12. The printing system of claim 9, wherein the impression cylinder comprises a cylinder gap, the plurality of jacket securing devices being configured to secure tongue portions of corresponding jackets to a surface of the cylinder gap.

13. The printing system of claim 12, wherein:

i. The impression cylinder including a second impression cylinder gap and a plurality of second grippers received in the second impression cylinder gap and spaced along a second gripper axis to define a plurality of second inter-gripper regions,

The embossing station additionally comprises: (A) A second jacket disposed about a second portion of the circumference of the impression cylinder, the second jacket comprising a plurality of tabs, and (B) a plurality of second jacket securing devices for securing a corresponding plurality of tabs of the second jacket to the impression cylinder, each jacket securing device comprising respective first and second members reversibly attachable to each other, each respective first member holding a magnet, and

The sheath fixture of the plurality of second sheath fixtures is operable to magnetically reversibly secure corresponding tabs of the second sheath to surface portions of the second impression cylinder gap when the sheath fixture of the plurality of second sheath fixtures is rotatably mounted in the respective second inter-clamp region in the respective assembled state and about the second clamp axis.

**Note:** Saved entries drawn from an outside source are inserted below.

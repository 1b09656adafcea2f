//! Context cues for clarifying an unrecognized command
//!
//! Checked in a fixed order; the first cue that matches decides the
//! single clarifying question asked.

use std::sync::LazyLock;

use regex::Regex;

static EXPLAIN: LazyLock<Regex> =
    LazyLock::new(|| Regex::new(r"(?i)\b(explain|tell me about)\b").expect("valid regex"));

static PLAY: LazyLock<Regex> = LazyLock::new(|| Regex::new(r"(?i)\bplay\b").expect("valid regex"));

static OPEN: LazyLock<Regex> =
    LazyLock::new(|| Regex::new(r"(?i)\b(open|go to|launch)\b").expect("valid regex"));

/// What kind of request a vague command looked like
#[derive(Debug, Clone, Copy, PartialEq, Eq)]
pub enum Cue {
    Explain,
    Play,
    Open,
}

impl Cue {
    /// The clarifying question for this cue
    #[must_use]
    pub const fn question(self) -> &'static str {
        match self {
            Self::Explain => "What do you want me to explain about?",
            Self::Play => "What song or video should I play?",
            Self::Open => "What application or website do you want me to open?",
        }
    }
}

/// Find the highest-priority cue in `command`
#[must_use]
pub fn detect_cue(command: &str) -> Option<Cue> {
    [(Cue::Explain, &*EXPLAIN), (Cue::Play, &*PLAY), (Cue::Open, &*OPEN)]
        .into_iter()
        .find(|(_, re)| re.is_match(command))
        .map(|(cue, _)| cue)
}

14. A method for replacing a cylinder jacket on an impression cylinder device of claim 4, wherein the cylinder jacket includes a plurality of tabs extending therefrom along an edge of the jacket, and the jacket securing device is in a first rotational position such that the tabs of the jacket are magnetically secured to a surface portion of the cylinder gap, the method comprising:

a. applying a force to rotate the sheath securing device to a second rotational position and thereby release the tab of the sheath from magnetically securing to the surface portion;

b. Removing the jacket from the impression cylinder;

c. Providing a replacement sheath comprising a plurality of tabs;

d. Disposing the replacement jacket on the impression cylinder such that each of the tabs is disposed in a corresponding inter-gripper region, and

E. Each of the jacket fixtures is rotated about the gripper axis to the first rotational position to magnetically secure each of the tabs of the replacement jacket to the surface portion of the roller gap.